### Assignment
Return the records in full, exactly as given.

Dataset entries
* * * *

// Server module entry point
// Listener creation, accept loop, connection serving and signal handling

pub mod connection;
pub mod listener;
pub mod signal;

// `loop` is a keyword, so the module is exposed as server_loop
#[path = "loop.rs"]
pub mod server_loop;


// Re-export commonly used types
pub use listener::create_listener;
pub use server_loop::{start, Server};
pub use signal::start_signal_handler;
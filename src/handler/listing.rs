//! Directory listing module
//!
//! Renders the HTML index served for directories without an index file.

use crate::error::ServeError;
use crate::handler::path::decode_url_path;
use crate::http::response::escape_html;
use std::fmt::Write as _;
use std::path::Path;
use tokio::fs;

/// One row of a directory listing
#[derive(Debug, Clone, PartialEq, Eq)]
pub struct ListingEntry {
    pub name: String,
    pub is_dir: bool,
    pub is_symlink: bool,
}

impl ListingEntry {
    /// Text shown to the user: `/` marks directories, `@` marks symlinks
    pub fn display_name(&self) -> String {
        if self.is_symlink {
            format!("{}@", self.name)
        } else if self.is_dir {
            format!("{}/", self.name)
        } else {
            self.name.clone()
        }
    }

    /// Percent-encoded relative link target
    pub fn href(&self) -> String {
        let encoded = urlencoding::encode(&self.name);
        if self.is_dir {
            format!("{encoded}/")
        } else {
            encoded.into_owned()
        }
    }
}

/// Read the entries of `dir`, sorted case-insensitively by name
pub async fn read_entries(dir: &Path) -> Result<Vec<ListingEntry>, ServeError> {
    let mut reader = fs::read_dir(dir).await.map_err(ServeError::ListingDenied)?;
    let mut entries = Vec::new();

    while let Some(entry) = reader.next_entry().await.map_err(ServeError::ListingDenied)? {
        let is_symlink = entry
            .file_type()
            .await
            .is_ok_and(|file_type| file_type.is_symlink());
        // Follows symlinks, so a link to a directory links with a trailing slash
        let is_dir = fs::metadata(entry.path())
            .await
            .is_ok_and(|meta| meta.is_dir());

        entries.push(ListingEntry {
            name: entry.file_name().to_string_lossy().into_owned(),
            is_dir,
            is_symlink,
        });
    }

    entries.sort_by_cached_key(|entry| entry.name.to_lowercase());
    Ok(entries)
}

/// Render the listing page for the directory requested as `url_path`
pub fn render_listing(url_path: &str, entries: &[ListingEntry]) -> String {
    let title = format!("Directory listing for {}", escape_html(&decode_url_path(url_path)));

    let mut page = String::new();
    page.push_str("<!DOCTYPE HTML>\n<html lang=\"en\">\n<head>\n<meta charset=\"utf-8\">\n");
    let _ = writeln!(page, "<title>{title}</title>\n</head>\n<body>");
    let _ = writeln!(page, "<h1>{title}</h1>\n<hr>\n<ul>");
    for entry in entries {
        let _ = writeln!(
            page,
            "<li><a href=\"{}\">{}</a></li>",
            entry.href(),
            escape_html(&entry.display_name())
        );
    }
    page.push_str("</ul>\n<hr>\n</body>\n</html>\n");
    page
}

/// Read `dir` and render its listing page
pub async fn list_directory(dir: &Path, url_path: &str) -> Result<String, ServeError> {
    let entries = read_entries(dir).await?;
    Ok(render_listing(url_path, &entries))
}
use crate::assess::{run_assess, run_importances, AssessArgs, ImportancesArgs};
use crate::server;
use clap::{Args, Parser, Subcommand};
use credit_risk::error::AppError;
use std::path::PathBuf;

#[derive(Parser, Debug)]
#[command(
    name = "Credit Risk Dashboard",
    about = "Score loan applicants for default risk over HTTP or from the command line",
    version
)]
struct Cli {
    #[command(subcommand)]
    command: Option<Command>,
}

#[derive(Subcommand, Debug)]
enum Command {
    /// Start the HTTP service (default command)
    Serve(ServeArgs),
    /// Score one applicant and render the dashboard in the terminal
    Assess(AssessArgs),
    /// List or export the model's global feature importances
    Importances(ImportancesArgs),
}

#[derive(Args, Debug, Default)]
pub(crate) struct ServeArgs {
    /// Override the configured host for the HTTP server
    #[arg(long)]
    pub(crate) host: Option<String>,
    /// Override the configured port for the HTTP server
    #[arg(long)]
    pub(crate) port: Option<u16>,
    /// Override the configured model artifact path
    #[arg(long)]
    pub(crate) model: Option<PathBuf>,
}

pub(crate) async fn run() -> Result<(), AppError> {
    let cli = Cli::parse();
    let command = cli
        .command
        .unwrap_or_else(|| Command::Serve(ServeArgs::default()));

    match command {
        Command::Serve(args) => server::run(args).await,
        Command::Assess(args) => run_assess(args),
        Command::Importances(args) => run_importances(args),
    }
}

* * * *

### Worked solution
// Server module entry point
// Listener creation, accept loop, connection serving and signal handling

pub mod connection;
pub mod listener;
pub mod signal;

// `loop` is a keyword, so the module is exposed as server_loop
#[path = "loop.rs"]
pub mod server_loop;


// Re-export commonly used types
pub use listener::create_listener;
pub use server_loop::{start, Server};
pub use signal::start_signal_handler;
filename src/handler/listing.rs
//! Directory listing module
//!
//! Renders the HTML index served for directories without an index file.

use crate::error::ServeError;
use crate::handler::path::decode_url_path;
use crate::http::response::escape_html;
use std::fmt::Write as _;
use std::path::Path;
use tokio::fs;

/// One row of a directory listing
#[derive(Debug, Clone, PartialEq, Eq)]
pub struct ListingEntry {
    pub name: String,
    pub is_dir: bool,
    pub is_symlink: bool,
}

impl ListingEntry {
    /// Text shown to the user: `/` marks directories, `@` marks symlinks
    pub fn display_name(&self) -> String {
        if self.is_symlink {
            format!("{}@", self.name)
        } else if self.is_dir {
            format!("{}/", self.name)
        } else {
            self.name.clone()
        }
    }

    /// Percent-encoded relative link target
    pub fn href(&self) -> String {
        let encoded = urlencoding::encode(&self.name);
        if self.is_dir {
            format!("{encoded}/")
        } else {
            encoded.into_owned()
        }
    }
}

/// Read the entries of `dir`, sorted case-insensitively by name
pub async fn read_entries(dir: &Path) -> Result<Vec<ListingEntry>, ServeError> {
    let mut reader = fs::read_dir(dir).await.map_err(ServeError::ListingDenied)?;
    let mut entries = Vec::new();

    while let Some(entry) = reader.next_entry().await.map_err(ServeError::ListingDenied)? {
        let is_symlink = entry
            .file_type()
            .await
            .is_ok_and(|file_type| file_type.is_symlink());
        // Follows symlinks, so a link to a directory links with a trailing slash
        let is_dir = fs::metadata(entry.path())
            .await
            .is_ok_and(|meta| meta.is_dir());

        entries.push(ListingEntry {
            name: entry.file_name().to_string_lossy().into_owned(),
            is_dir,
            is_symlink,
        });
    }

    entries.sort_by_cached_key(|entry| entry.name.to_lowercase());
    Ok(entries)
}

/// Render the listing page for the directory requested as `url_path`
pub fn render_listing(url_path: &str, entries: &[ListingEntry]) -> String {
    let title = format!("Directory listing for {}", escape_html(&decode_url_path(url_path)));

    let mut page = String::new();
    page.push_str("<!DOCTYPE HTML>\n<html lang=\"en\">\n<head>\n<meta charset=\"utf-8\">\n");
    let _ = writeln!(page, "<title>{title}</title>\n</head>\n<body>");
    let _ = writeln!(page, "<h1>{title}</h1>\n<hr>\n<ul>");
    for entry in entries {
        let _ = writeln!(
            page,
            "<li><a href=\"{}\">{}</a></li>",
            entry.href(),
            escape_html(&entry.display_name())
        );
    }
    page.push_str("</ul>\n<hr>\n</body>\n</html>\n");
    page
}

/// Read `dir` and render its listing page
pub async fn list_directory(dir: &Path, url_path: &str) -> Result<String, ServeError> {
    let entries = read_entries(dir).await?;
    Ok(render_listing(url_path, &entries))
}
use crate::assess::{run_assess, run_importances, AssessArgs, ImportancesArgs};
use crate::server;
use clap::{Args, Parser, Subcommand};
use credit_risk::error::AppError;
use std::path::PathBuf;

#[derive(Parser, Debug)]
#[command(
    name = "Credit Risk Dashboard",
    about = "Score loan applicants for default risk over HTTP or from the command line",
    version
)]
struct Cli {
    #[command(subcommand)]
    command: Option<Command>,
}

#[derive(Subcommand, Debug)]
enum Command {
    /// Start the HTTP service (default command)
    Serve(ServeArgs),
    /// Score one applicant and render the dashboard in the terminal
    Assess(AssessArgs),
    /// List or export the model's global feature importances
    Importances(ImportancesArgs),
}

#[derive(Args, Debug, Default)]
pub(crate) struct ServeArgs {
    /// Override the configured host for the HTTP server
    #[arg(long)]
    pub(crate) host: Option<String>,
    /// Override the configured port for the HTTP server
    #[arg(long)]
    pub(crate) port: Option<u16>,
    /// Override the configured model artifact path
    #[arg(long)]
    pub(crate) model: Option<PathBuf>,
}

pub(crate) async fn run() -> Result<(), AppError> {
    let cli = Cli::parse();
    let command = cli
        .command
        .unwrap_or_else(|| Command::Serve(ServeArgs::default()));

    match command {
        Command::Serve(args) => server::run(args).await,
        Command::Assess(args) => run_assess(args),
        Command::Importances(args) => run_importances(args),
    }
}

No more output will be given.